Head of the Lancet Laboratories Dr Ahmed Kalebi noted that expanded testing does not necessarily yield more positive cases unless it is targeted.

"If the population tested is widened whereby those tested have less prevalence then the positive numbers won’t necessarily increase," he said.

He said despite the low number of Covid-19 tests done in Kenya, the curve looks relatively flat when compared with countries that went on to flatten their curves.

"This bodes well for mitigating the outbreak," he said.

The new 45 cases were from 1,077 samples tested in a day, CS Kagwe said yesterday.

Nine more people were discharged from hospital, bringing the total number of patients who have successfully undergone treatment and recovered to 182.
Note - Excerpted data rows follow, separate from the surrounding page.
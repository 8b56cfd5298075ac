//! The two ways the bridge reaches a browser.
//!
//! * [`ExtensionChannel`] - the user's own browser, through the relay hub
//! * [`BotBrowser`] - a bridge-managed browser on a local debugging port
//!
//! Actions are written once against [`BrowserChannel`] and never care which
//! one they run on.

mod bot;
mod extension;

use async_trait::async_trait;
use bridge_protocol::{ChannelHint, Tab};
use serde_json::Value;

pub use self::bot::BotBrowser;
pub use self::extension::ExtensionChannel;
use crate::error::{BridgeError, Result};

#[derive(Debug, Clone, Copy, PartialEq, Eq)]
pub enum Channel {
	Extension,
	Bot,
}

impl Channel {
	pub fn as_str(self) -> &'static str {
		match self {
			Channel::Extension => "user",
			Channel::Bot => "bot",
		}
	}
}

/// Picks the channel for one call.
///
/// A `user` hint requires a connected extension; `bot` always resolves to the
/// bot browser. Without a hint the user channel wins whenever the extension is
/// connected.
pub fn select_channel(hint: Option<ChannelHint>, extension_connected: bool) -> Result<Channel> {
	match hint {
		Some(ChannelHint::User) if extension_connected => Ok(Channel::Extension),
		Some(ChannelHint::User) => Err(BridgeError::ChannelUnavailable(
			"user channel requested but no browser extension is connected".into(),
		)),
		Some(ChannelHint::Bot) => Ok(Channel::Bot),
		None if extension_connected => Ok(Channel::Extension),
		None => Ok(Channel::Bot),
	}
}

/// A CDP-speaking browser reachable by tab.
#[async_trait]
pub trait BrowserChannel: Send + Sync {
	fn kind(&self) -> Channel;

	async fn list_tabs(&self) -> Result<Vec<Tab>>;

	/// Sends a command scoped to one tab.
	async fn send_to_tab(&self, tab_id: &str, method: &str, params: Value) -> Result<Value>;

	/// Sends a browser-level command (tab creation, closing).
	async fn send_to_browser(&self, method: &str, params: Value) -> Result<Value>;
}
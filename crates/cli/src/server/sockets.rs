//! WebSocket endpoints (the extension uplink and downstream CDP clients) plus
//! the discovery documents that point clients at them.
//!
//! Each socket gets a writer task draining the hub's [`Outbound`] queue, while
//! the handler reads frames and feeds them to the hub.

use axum::extract::ws::{Message, WebSocket};
use axum::extract::{Path, State, WebSocketUpgrade};
use axum::http::HeaderMap;
use axum::response::{IntoResponse, Response};
use bridge::{BridgeError, ClientLink, ExtensionLink, Outbound, RelayHub};
use futures::stream::SplitSink;
use futures::{SinkExt, StreamExt};
use tokio::sync::mpsc::UnboundedReceiver;
use tokio::task::JoinHandle;
use tokio_stream::wrappers::UnboundedReceiverStream;
use tracing::{info, warn};

use super::AppState;
use super::response::{ApiResult, ok};
use crate::error::ApiError;

/// Claims the single extension slot before upgrading, so a second extension
/// sees 409 instead of a socket that is closed right away.
pub async fn extension(ws: WebSocketUpgrade, State(state): State<AppState>) -> Response {
	let hub = state.bridge.hub().clone();
	let Some(link) = hub.connect_extension().await else {
		return ApiError::ExtensionAlreadyConnected.into_response();
	};

	let generation = link.generation;
	let release = hub.clone();
	ws.on_failed_upgrade(move |err| {
		warn!(target = "bridge.http", error = %err, "extension upgrade failed");
		tokio::spawn(async move { release.disconnect_extension(generation).await });
	})
	.on_upgrade(move |socket| run_extension(socket, hub, link))
}

async fn run_extension(socket: WebSocket, hub: RelayHub, link: ExtensionLink) {
	let generation = link.generation;
	info!(target = "bridge.http", generation, "extension socket open");

	let (ws_tx, mut ws_rx) = socket.split();
	let writer = spawn_writer(ws_tx, link.outbound);
	let heartbeat = hub.spawn_heartbeat(generation);

	while let Some(msg) = ws_rx.next().await {
		match msg {
			Ok(Message::Text(text)) => {
				if let Err(err) = hub.handle_extension_message(text.as_str()).await {
					warn!(target = "bridge.http", error = %err, "failed handling extension message");
				}
			}
			Ok(Message::Close(_)) => break,
			Ok(_) => {}
			Err(err) => {
				warn!(target = "bridge.http", error = %err, "extension websocket error");
				break;
			}
		}
	}

	heartbeat.abort();
	hub.disconnect_extension(generation).await;
	writer.abort();
	info!(target = "bridge.http", generation, "extension socket closed");
}

pub async fn cdp(ws: WebSocketUpgrade, State(state): State<AppState>) -> Response {
	client_upgrade(ws, state.bridge.hub().clone(), None).await
}

pub async fn cdp_named(
	Path(client_id): Path<String>,
	ws: WebSocketUpgrade,
	State(state): State<AppState>,
) -> Response {
	client_upgrade(ws, state.bridge.hub().clone(), Some(client_id)).await
}

async fn client_upgrade(ws: WebSocketUpgrade, hub: RelayHub, client_id: Option<String>) -> Response {
	let Some(link) = hub.connect_client(client_id).await else {
		return ApiError::from(BridgeError::ExtensionDisconnected).into_response();
	};

	let release = hub.clone();
	let (id, connection) = (link.client_id.clone(), link.connection);
	ws.on_failed_upgrade(move |err| {
		warn!(target = "bridge.http", client = %id, error = %err, "client upgrade failed");
		tokio::spawn(async move { release.disconnect_client(&id, connection).await });
	})
	.on_upgrade(move |socket| run_client(socket, hub, link))
}

async fn run_client(socket: WebSocket, hub: RelayHub, link: ClientLink) {
	let ClientLink {
		client_id,
		connection,
		outbound,
	} = link;
	info!(target = "bridge.http", client = %client_id, "CDP client socket open");

	let (ws_tx, mut ws_rx) = socket.split();
	let writer = spawn_writer(ws_tx, outbound);

	while let Some(msg) = ws_rx.next().await {
		match msg {
			// Forwarded commands wait on the extension; handle each one on its
			// own task so the client can pipeline.
			Ok(Message::Text(text)) => {
				let hub = hub.clone();
				let client_id = client_id.clone();
				tokio::spawn(async move {
					if let Err(err) = hub.handle_client_message(&client_id, text.as_str()).await {
						warn!(target = "bridge.http", client = %client_id, error = %err, "malformed client command");
					}
				});
			}
			Ok(Message::Close(_)) => break,
			Ok(_) => {}
			Err(err) => {
				warn!(target = "bridge.http", client = %client_id, error = %err, "client websocket error");
				break;
			}
		}
	}

	hub.disconnect_client(&client_id, connection).await;
	writer.abort();
	info!(target = "bridge.http", client = %client_id, "CDP client socket closed");
}

/// Drains `outbound` into the socket until the queue closes, the socket
/// fails, or the hub asks for a close.
fn spawn_writer(mut ws_tx: SplitSink<WebSocket, Message>, outbound: UnboundedReceiver<Outbound>) -> JoinHandle<()> {
	let mut frames = UnboundedReceiverStream::new(outbound);
	tokio::spawn(async move {
		while let Some(frame) = frames.next().await {
			let message = match frame {
				Outbound::Text(text) => Message::Text(text.into()),
				Outbound::Close => {
					let _ = ws_tx.send(Message::Close(None)).await;
					break;
				}
			};
			if ws_tx.send(message).await.is_err() {
				break;
			}
		}
	})
}

fn ws_url(headers: &HeaderMap) -> String {
	let host = headers
		.get(axum::http::header::HOST)
		.and_then(|h| h.to_str().ok())
		.unwrap_or("127.0.0.1");
	format!("ws://{host}/cdp")
}

/// `/json/version`, so CDP clients can discover the relay like a browser.
pub async fn json_version(State(state): State<AppState>, headers: HeaderMap) -> ApiResult {
	let version = state.bridge.hub().discovery_version(&ws_url(&headers));
	Ok(axum::Json(serde_json::to_value(version)?))
}

pub async fn json_list(State(state): State<AppState>, headers: HeaderMap) -> ApiResult {
	let pages = state.bridge.hub().discovery_targets(&ws_url(&headers)).await;
	Ok(axum::Json(serde_json::to_value(pages)?))
}

pub async fn health() -> ApiResult {
	ok(())
}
The new cases are aged between two years and 87 years.

Out of the total confirmed cases, 29 are from Nairobi’s Eastleigh estate while 11 are from Mombasa. Eastleigh now has a total of 63 cases and is the leading estate in Nairobi. Kawangware has 24.

Wajir county recorded five more positive cases, while one of the cases in a foreign national. Wajir cases had a history of travel from Mogadishu.

Kagwe noted some restaurants are flouting the social distancing rules by allowing customers to crowd at the cashier points.

In addition, some do not have handwashing facilities, while others have been accused of operating outside the recommended hours of 5am to 4pm.

“We will escalate or de-escalate measures depending on the behaviour that we observe. This is no exception."

Kagwe said the decision to reopen the restaurants was supposed to act as an intervention to secure some form of livelihoods for some people even as Kenyans observe the measures that the ministry had taken.

“It is true that it has been abused. It is a fact that people have been going to pubs or eateries, they order one sausage with two beers, they eat that one sausage and the two beers, leave and enter another restaurant and order the same, then move to another, ask for orange as a dessert with two more beers,” Kagwe said.

"We've got a challenge. It's good for us to accept that there is that challenge when we start taking steps, for surely we must take steps. Let not the same individuals start complaining that you know we are going backwards and forwards. If that is the case, so be it.”